Conversion into 2-dimensional feature maps, i.e. target area mask feature maps

Is used for mixing with

Together as an image-level feature fusion module

And (4) obtaining the feature map with strengthened target position information.

In order to effectively train the mask prediction module and evaluate the prediction error loss of the mask prediction module, in this embodiment, the behavior-aware spatio-temporal positioning model further includes, in a training phase:

context decoder for mapping target region mask feature map

Restoring to be consistent with the original input image in size to obtain a query set target mask prediction graph

In this embodiment, the context decoder is symbolized as

The structure is shown in fig. 3, and comprises a plurality of 3 × 3 2D convolution layers, a ReLU active layer and an up-sampling layer connected in series, and finally the output of the softmax layer is used as the final prediction result; restoring the target mask prediction image with the same size as the original input image according to the prediction target area characteristic image

By means of a context decoder

In the embodiment, the mask label of the query set image is used as an optimization target to calculate the prediction loss of the mask, so that the supervision training of the mask prediction module is realized, and the mask prediction module has better mask prediction capability.

As shown in fig. 1, in this embodiment, the image information sensing module

The structure of (2) is shown in FIG. 4, and comprises a convolution layer, a pooling layer, and 4 convolutions connected in sequenceA block and mean pooling layer; image information perception module

The calculation process of (c) can be expressed as:

wherein,

for images from a query set

The overall representation of the T frame image of (1);

represents a conventional n x n convolution kernel with time dimension t; ρ represents the mean pooling operation.

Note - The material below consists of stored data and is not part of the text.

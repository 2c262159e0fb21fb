//! Value type definitions for Glaze.
//!
//! `Value` is the dynamically typed content of one record field, shared by
//! both engines and by request predicates.

use crate::types::DataType;
use serde::{Deserialize, Serialize};
use std::cmp::Ordering;
use std::hash::{Hash, Hasher};
use std::mem;

macro_rules! accessor {
    ($name:ident, $variant:ident, $ty:ty) => {
        pub fn $name(&self) -> Option<$ty> {
            match self {
                Value::$variant(v) => Some(*v),
                _ => None,
            }
        }
    };
}

/// A value that can be stored in a record field.
#[derive(Clone, Debug, Serialize, Deserialize)]
pub enum Value {
    /// Null value
    Null,
    /// Boolean value
    Boolean(bool),
    /// 64-bit signed integer
    Int64(i64),
    /// 64-bit floating point
    Float64(f64),
    /// UTF-8 string
    String(String),
    /// DateTime stored as Unix timestamp in milliseconds
    DateTime(i64),
    /// Binary data
    Bytes(Vec<u8>),
}

impl Value {
    /// Returns the data type of this value, or None if it's Null.
    pub fn data_type(&self) -> Option<DataType> {
        match self {
            Value::Null => None,
            Value::Boolean(_) => Some(DataType::Boolean),
            Value::Int64(_) => Some(DataType::Int64),
            Value::Float64(_) => Some(DataType::Float64),
            Value::String(_) => Some(DataType::String),
            Value::DateTime(_) => Some(DataType::DateTime),
            Value::Bytes(_) => Some(DataType::Bytes),
        }
    }

    /// Returns true if this value is Null.
    #[inline]
    pub fn is_null(&self) -> bool {
        matches!(self, Value::Null)
    }

    /// Returns true if this value may be stored in a field of type `dt`.
    /// Null is accepted here; nullability is checked separately.
    pub fn fits(&self, dt: DataType) -> bool {
        match self.data_type() {
            None => true,
            Some(own) => own == dt,
        }
    }

    accessor!(as_bool, Boolean, bool);
    accessor!(as_i64, Int64, i64);
    accessor!(as_f64, Float64, f64);
    accessor!(as_datetime, DateTime, i64);

    pub fn as_str(&self) -> Option<&str> {
        match self {
            Value::String(v) => Some(v),
            _ => None,
        }
    }

    pub fn as_bytes(&self) -> Option<&[u8]> {
        match self {
            Value::Bytes(v) => Some(v),
            _ => None,
        }
    }

    /// Creates the zero value for the given data type.
    ///
    /// Used when a migration adds a required field to existing rows.
    pub fn default_for_type(dt: DataType) -> Self {
        match dt {
            DataType::Boolean => Value::Boolean(false),
            DataType::Int64 => Value::Int64(0),
            DataType::Float64 => Value::Float64(0.0),
            DataType::String => Value::String(String::new()),
            DataType::DateTime => Value::DateTime(0),
            DataType::Bytes => Value::Bytes(Vec::new()),
        }
    }

    /// Position of this value's type in the cross-type order. Null sorts first.
    fn rank(&self) -> u8 {
        match self {
            Value::Null => 0,
            Value::Boolean(_) => 1,
            Value::Int64(_) => 2,
            Value::Float64(_) => 3,
            Value::String(_) => 4,
            Value::DateTime(_) => 5,
            Value::Bytes(_) => 6,
        }
    }
}

impl PartialEq for Value {
    fn eq(&self, other: &Self) -> bool {
        self.cmp(other) == Ordering::Equal
    }
}

impl Eq for Value {}

impl PartialOrd for Value {
    fn partial_cmp(&self, other: &Self) -> Option<Ordering> {
        Some(self.cmp(other))
    }
}

// Values of different types order by type alone, so Int64(1) sorts before
// Float64(0.5) and never equals Float64(1.0).
impl Ord for Value {
    fn cmp(&self, other: &Self) -> Ordering {
        match (self, other) {
            (Value::Boolean(a), Value::Boolean(b)) => a.cmp(b),
            (Value::Int64(a), Value::Int64(b)) | (Value::DateTime(a), Value::DateTime(b)) => a.cmp(b),
            // NaN orders after every number.
            (Value::Float64(a), Value::Float64(b)) => a.total_cmp(b),
            (Value::String(a), Value::String(b)) => a.cmp(b),
            (Value::Bytes(a), Value::Bytes(b)) => a.cmp(b),
            _ => self.rank().cmp(&other.rank()),
        }
    }
}

impl Hash for Value {
    fn hash<H: Hasher>(&self, state: &mut H) {
        mem::discriminant(self).hash(state);
        match self {
            Value::Null => {}
            Value::Boolean(v) => v.hash(state),
            Value::Int64(v) | Value::DateTime(v) => v.hash(state),
            Value::Float64(v) => v.to_bits().hash(state),
            Value::String(v) => v.hash(state),
            Value::Bytes(v) => v.hash(state),
        }
    }
}

macro_rules! value_from {
    ($($ty:ty => $variant:ident),* $(,)?) => {
        $(
            impl From<$ty> for Value {
                fn from(v: $ty) -> Self {
                    Value::$variant(v.into())
                }
            }
        )*
    };
}

value_from! {
    bool => Boolean,
    i32 => Int64,
    i64 => Int64,
    f64 => Float64,
    String => String,
    &str => String,
    Vec<u8> => Bytes,
}

impl<T: Into<Value>> From<Option<T>> for Value {
    fn from(v: Option<T>) -> Self {
        v.map_or(Value::Null, Into::into)
    }
}

#[cfg(test)]
mod tests {
    use super::*;

    #[test]
    fn test_value_type_check() {
        assert_eq!(Value::Int64(42).data_type(), Some(DataType::Int64));
        assert_eq!(Value::Null.data_type(), None);
        assert!(Value::Null.is_null());
    }

    #[test]
    fn test_value_accessors() {
        assert_eq!(Value::Boolean(true).as_bool(), Some(true));
        assert_eq!(Value::Int64(100).as_i64(), Some(100));
        assert_eq!(Value::Float64(2.5).as_f64(), Some(2.5));
        assert_eq!(Value::String("hello".into()).as_str(), Some("hello"));
        assert_eq!(Value::DateTime(1234567890).as_datetime(), Some(1234567890));
        assert_eq!(Value::Bytes(vec![1, 2, 3]).as_bytes(), Some(&[1, 2, 3][..]));
        assert_eq!(Value::Int64(1).as_str(), None);
    }

    #[test]
    fn test_value_fits() {
        assert!(Value::Null.fits(DataType::String));
        assert!(Value::DateTime(5).fits(DataType::DateTime));
        assert!(!Value::Int64(5).fits(DataType::DateTime));
    }

    #[test]
    fn test_value_ordering() {
        assert!(Value::Int64(1) < Value::Int64(2));
        assert!(Value::String("a".into()) < Value::String("b".into()));
        assert!(Value::Null < Value::Int64(0));
        assert!(Value::Float64(-1e300) < Value::Float64(0.0));
        assert!(Value::Float64(f64::NAN) > Value::Float64(1e300));
        assert!(Value::Boolean(true) < Value::String(String::new()));
    }

    #[test]
    fn test_cross_type_order_agrees_with_equality() {
        assert_eq!(Value::Int64(1).cmp(&Value::Float64(1.0)), Ordering::Less);
        assert_eq!(Value::Float64(1.0).cmp(&Value::Int64(1)), Ordering::Greater);
        assert!(Value::Int64(2) < Value::Float64(0.5));
        assert_ne!(Value::Int64(1), Value::Float64(1.0));
        assert_eq!(Value::DateTime(7).cmp(&Value::Int64(7)), Ordering::Greater);
        assert_ne!(Value::Int64(7), Value::DateTime(7));
        assert_eq!(Value::Float64(f64::NAN), Value::Float64(f64::NAN));
    }

    #[test]
    fn test_value_from_impls() {
        let v: Value = 42i32.into();
        assert_eq!(v.as_i64(), Some(42));

        let v: Value = "hello".into();
        assert_eq!(v.as_str(), Some("hello"));

        let v: Value = None::<i64>.into();
        assert!(v.is_null());
    }

    #[test]
    fn test_default_for_type() {
        assert_eq!(Value::default_for_type(DataType::Boolean), Value::Boolean(false));
        assert_eq!(Value::default_for_type(DataType::String), Value::String(String::new()));
        assert_eq!(Value::default_for_type(DataType::DateTime), Value::DateTime(0));
    }
}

As shown in fig. 1, to mask a feature map on a target area

And image information feature map

In the embodiment, the image-level feature fusion layer masks the feature map of the target region

And image information feature map

Performing channel-by-channel feature fusion, and combining the fused features with an image information feature map

Obtaining a target information enhanced feature map by superposition

The process can be represented as:

by bilinear interpolation operation will

Is converted into

After the same channel feature has the same dimension, the same as

Performing Hadamard product, and

are added to obtain

Namely:

wherein [ ] indicates the Hadamard product, Ψ_c() Representation of conversion of target area mask feature map into image informationC, a bilinear interpolation function with the same channel size of the information characteristic graph, wherein C is the number of characteristic channels;

the characteristic representation of the image information characteristic diagram of the c channel;

masking a feature representation of the feature map for the target area of the c-th channel;

as shown in fig. 1, in this embodiment, the motion information sensing module

Structure of and image information sensing module

Similarly, motion information perception module

The calculation process of (a) can be expressed as:

wherein,

for images from a dense sequence of frames

The whole representation of the T frame image of (1);

as shown in FIG. 1, in this embodiment, a global feature fusion layer is usedFor the motion information feature map

Feature map for feature compression and enhancement with target information

Carrying out characteristic cascade to obtain a space-time behavior perception characteristic diagram

The method comprises the following steps:

characterizing a motion information by a convolution operation

Feature maps compressed to enhancement with target information

Feature map enhanced with target information after same dimensionality

Performing characteristic cascade splicing to obtain a space-time behavior perception characteristic diagram

Wherein the convolution operation employs a convolution kernel of size 1 x 1 with a time dimension of 5;

in this embodiment, after the global feature fusion layer unifies dimensions of the feature maps to be fused, feature fusion is realized in a tensor splicing manner, so that the feature maps obtained by fusion retain image information and motion information at the same time.

In the embodiment, an image information sensing module for acquiring image information by using a sparse frame image and a motion information sensing module for acquiring motion information by using a dense frame image are constructed by nesting the combination of the rolling blocks and the pooling layers for multiple times, image-level feature fusion is performed on features acquired by the image information sensing module and a target area mask feature map, and finally spatiotemporal information is fused by a global feature fusion layer to obtain a spatiotemporal information feature map enhanced by target information.

As shown in FIG. 1, in this embodiment, the behavior classification module includes a feature map for input spatiotemporal behavior perception by the region of interest extractor

Extracting the interested region, and outputting a maximum likelihood estimation behavior classification result by using a multi-classifier.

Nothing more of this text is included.